Both states snidely criticised the facilities provided for ‘their’ refugees and the treatment they received in transit camps and
en route
. Hanging over all this was the question of national belonging. This difficult question was grossly complicated by the influx of refugees. Who should have priority access to housing and accommodation? Should refugees or the remaining minority populations be given the same rights and protection as other citizens in India and Pakistan? This issue urgently needed to be clarified by the central leaderships. Some did speak out for liberal, plural, secular, multi-ethnic states but they were not the loudest voices. At the crucial moment, numerous leading politicians and their parties hesitated and dodged the question of citizenship – or actively promoted the idea of India for Hindus-Sikhs and Pakistan for Muslims. This bullishness of the top branches of the political networks intersected with, and was influenced by, the gravity of violence. Confusion about who was a legitimate citizen of each state was endemic. Disagreement sliced vertically through society from cabinet-level indecision, especially in conflict between Nehru and his Deputy Prime Minister, Vallabhbhai Patel, to uncertainty about who was a compatriot among ordinary people in the smallest villages and towns.
Crossing over
What of the experiences of the refugees themselves?
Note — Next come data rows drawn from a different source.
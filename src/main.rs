use std::time::Duration;

use anyhow::{Context, Result};
use clap::Parser;
use tracing_subscriber::{layer::SubscriberExt, util::SubscriberInitExt};

use hueprint::cli::{Args, OutputFormat};
use hueprint::color::Color;
use hueprint::output::PaletteReport;
use hueprint::pipeline::config::ExtractionConfig;
use hueprint::pipeline::extract::extract_from_source;

fn main() -> Result<()> {
    let args = Args::parse();

    tracing_subscriber::registry()
        .with(
            tracing_subscriber::EnvFilter::try_from_default_env()
                .unwrap_or_else(|_| "hueprint=warn".into()),
        )
        .with(
            tracing_subscriber::fmt::layer()
                .with_writer(std::io::stderr)
                .without_time(),
        )
        .init();

    // Validate before doing any image work.
    let against = args
        .against
        .as_deref()
        .map(Color::from_hex)
        .transpose()
        .context("invalid --against color")?;

    let config = ExtractionConfig {
        fetch_timeout: Duration::from_secs(args.timeout),
        ..ExtractionConfig::for_mode(args.mode)
    };

    let colors = extract_from_source(&args.image, &config)
        .with_context(|| format!("failed to extract palette from {}", args.image))?;
    tracing::info!(colors = colors.len(), mode = ?args.mode, "Extraction finished");

    let report = PaletteReport::new(&colors, against);
    if args.preview {
        print!("{}", report.preview());
    }
    match args.format {
        OutputFormat::Text => print!("{}", report.to_text()),
        OutputFormat::Json => println!("{}", report.to_json()?),
    }

    Ok(())
}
Many refugees did feel, superficially at least, patriotic on reaching the new states simply because of their relief on reaching a place of safety. Crossing the border was a momentous act. Breaching the border became a spur, and something to aim towards for those who had lost all motivation, and is remembered in a remarkably similar way in refugee accounts. One convoy pitched camp ‘with much more cheer than usual’ on an evening when they knew that the border of Pakistan was only 50 kilometres away.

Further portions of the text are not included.